[Stored data]
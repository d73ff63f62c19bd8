//! Typed catalog of the worker's actions.
//!
//! The wire carries plain strings; `Action` gives callers a checked name and the
//! param structs below give them checked payloads. Optional fields are omitted
//! from the JSON when unset so the worker applies its own defaults.

use std::str::FromStr;

use serde::{Deserialize, Serialize};

#[derive(Debug, Clone, Copy, PartialEq, Eq, Hash)]
pub enum Action {
    VaultCreateNote,
    VaultUpdateNote,
    VaultGetNote,
    VaultGetAllNotes,
    VaultDeleteNote,
    VaultSearch,
    VaultFindRelated,
    VaultGetNotesByTag,
    VaultGetAllTags,
    DecisionCreate,
    DecisionGet,
    DecisionGetAll,
    DecisionDelete,
    DecisionAddChoice,
    DecisionAddFactor,
    DecisionSetScore,
    DecisionSimulate,
    Ping,
    Shutdown,
}

impl Action {
    pub const ALL: &'static [Action] = &[
        Action::VaultCreateNote,
        Action::VaultUpdateNote,
        Action::VaultGetNote,
        Action::VaultGetAllNotes,
        Action::VaultDeleteNote,
        Action::VaultSearch,
        Action::VaultFindRelated,
        Action::VaultGetNotesByTag,
        Action::VaultGetAllTags,
        Action::DecisionCreate,
        Action::DecisionGet,
        Action::DecisionGetAll,
        Action::DecisionDelete,
        Action::DecisionAddChoice,
        Action::DecisionAddFactor,
        Action::DecisionSetScore,
        Action::DecisionSimulate,
        Action::Ping,
        Action::Shutdown,
    ];

    pub fn as_str(&self) -> &'static str {
        match self {
            Self::VaultCreateNote => "vault.create_note",
            Self::VaultUpdateNote => "vault.update_note",
            Self::VaultGetNote => "vault.get_note",
            Self::VaultGetAllNotes => "vault.get_all_notes",
            Self::VaultDeleteNote => "vault.delete_note",
            Self::VaultSearch => "vault.search",
            Self::VaultFindRelated => "vault.find_related",
            Self::VaultGetNotesByTag => "vault.get_notes_by_tag",
            Self::VaultGetAllTags => "vault.get_all_tags",
            Self::DecisionCreate => "decision.create",
            Self::DecisionGet => "decision.get",
            Self::DecisionGetAll => "decision.get_all",
            Self::DecisionDelete => "decision.delete",
            Self::DecisionAddChoice => "decision.add_choice",
            Self::DecisionAddFactor => "decision.add_factor",
            Self::DecisionSetScore => "decision.set_score",
            Self::DecisionSimulate => "decision.simulate",
            Self::Ping => "ping",
            Self::Shutdown => "shutdown",
        }
    }

    /// Namespace before the first dot; `None` for system actions.
    pub fn namespace(&self) -> Option<&'static str> {
        self.as_str().split_once('.').map(|(ns, _)| ns)
    }
}

impl std::fmt::Display for Action {
    fn fmt(&self, f: &mut std::fmt::Formatter<'_>) -> std::fmt::Result {
        f.write_str(self.as_str())
    }
}

#[derive(Debug, Clone, PartialEq, Eq, thiserror::Error)]
#[error("unknown action: {0}")]
pub struct UnknownAction(pub String);

impl FromStr for Action {
    type Err = UnknownAction;

    fn from_str(s: &str) -> Result<Self, Self::Err> {
        Self::ALL
            .iter()
            .copied()
            .find(|action| action.as_str() == s)
            .ok_or_else(|| UnknownAction(s.to_string()))
    }
}

impl AsRef<str> for Action {
    fn as_ref(&self) -> &str {
        self.as_str()
    }
}

// Knowledge vault

#[derive(Debug, Clone, Default, PartialEq, Serialize, Deserialize)]
pub struct CreateNote {
    pub content: String,
    #[serde(default, skip_serializing_if = "Option::is_none")]
    pub title: Option<String>,
    #[serde(default, skip_serializing_if = "Option::is_none")]
    pub tags: Option<Vec<String>>,
    #[serde(default, skip_serializing_if = "Option::is_none")]
    pub auto_generate_tags: Option<bool>,
}

#[derive(Debug, Clone, Default, PartialEq, Serialize, Deserialize)]
pub struct UpdateNote {
    pub note_id: i64,
    #[serde(default, skip_serializing_if = "Option::is_none")]
    pub content: Option<String>,
    #[serde(default, skip_serializing_if = "Option::is_none")]
    pub title: Option<String>,
    #[serde(default, skip_serializing_if = "Option::is_none")]
    pub tags: Option<Vec<String>>,
}

/// Params of `vault.get_note`, `vault.delete_note`.
#[derive(Debug, Clone, Copy, PartialEq, Eq, Serialize, Deserialize)]
pub struct NoteRef {
    pub note_id: i64,
}

#[derive(Debug, Clone, Copy, Default, PartialEq, Eq, Serialize, Deserialize)]
pub struct ListNotes {
    #[serde(default, skip_serializing_if = "Option::is_none")]
    pub limit: Option<u32>,
    #[serde(default, skip_serializing_if = "Option::is_none")]
    pub offset: Option<u32>,
}

#[derive(Debug, Clone, Default, PartialEq, Serialize, Deserialize)]
pub struct Search {
    pub query: String,
    #[serde(default, skip_serializing_if = "Option::is_none")]
    pub limit: Option<u32>,
    #[serde(default, skip_serializing_if = "Option::is_none")]
    pub min_similarity: Option<f64>,
}

#[derive(Debug, Clone, Copy, PartialEq, Eq, Serialize, Deserialize)]
pub struct FindRelated {
    pub note_id: i64,
    #[serde(default, skip_serializing_if = "Option::is_none")]
    pub limit: Option<u32>,
}

#[derive(Debug, Clone, PartialEq, Eq, Serialize, Deserialize)]
pub struct NotesByTag {
    pub tag: String,
}

// Decisions

#[derive(Debug, Clone, Default, PartialEq, Eq, Serialize, Deserialize)]
pub struct CreateDecision {
    pub title: String,
    #[serde(default, skip_serializing_if = "Option::is_none")]
    pub description: Option<String>,
}

/// Params of `decision.get`, `decision.delete`.
#[derive(Debug, Clone, Copy, PartialEq, Eq, Serialize, Deserialize)]
pub struct DecisionRef {
    pub decision_id: i64,
}

#[derive(Debug, Clone, Default, PartialEq, Eq, Serialize, Deserialize)]
pub struct ListDecisions {
    #[serde(default, skip_serializing_if = "Option::is_none")]
    pub status: Option<String>,
}

#[derive(Debug, Clone, PartialEq, Eq, Serialize, Deserialize)]
pub struct AddChoice {
    pub decision_id: i64,
    pub name: String,
    #[serde(default, skip_serializing_if = "Option::is_none")]
    pub description: Option<String>,
}

#[derive(Debug, Clone, PartialEq, Serialize, Deserialize)]
pub struct AddFactor {
    pub decision_id: i64,
    pub name: String,
    #[serde(default, skip_serializing_if = "Option::is_none")]
    pub weight: Option<f64>,
    #[serde(default, skip_serializing_if = "Option::is_none")]
    pub description: Option<String>,
}

#[derive(Debug, Clone, PartialEq, Serialize, Deserialize)]
pub struct SetScore {
    pub choice_id: i64,
    pub factor_id: i64,
    pub score: f64,
    /// Standard deviation used when sampling the score.
    #[serde(default, skip_serializing_if = "Option::is_none")]
    pub uncertainty: Option<f64>,
    #[serde(default, skip_serializing_if = "Option::is_none")]
    pub notes: Option<String>,
}

#[derive(Debug, Clone, Copy, PartialEq, Eq, Serialize, Deserialize)]
pub struct Simulate {
    pub decision_id: i64,
    #[serde(default, skip_serializing_if = "Option::is_none")]
    pub num_runs: Option<u32>,
    #[serde(default, skip_serializing_if = "Option::is_none")]
    pub save_results: Option<bool>,
}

# Brief
Filter the entries by the string "DecisionSetScore" and copy each matching line.

# Worked solution
    DecisionSetScore,
        Action::DecisionSetScore,
            Self::DecisionSetScore => "decision.set_score",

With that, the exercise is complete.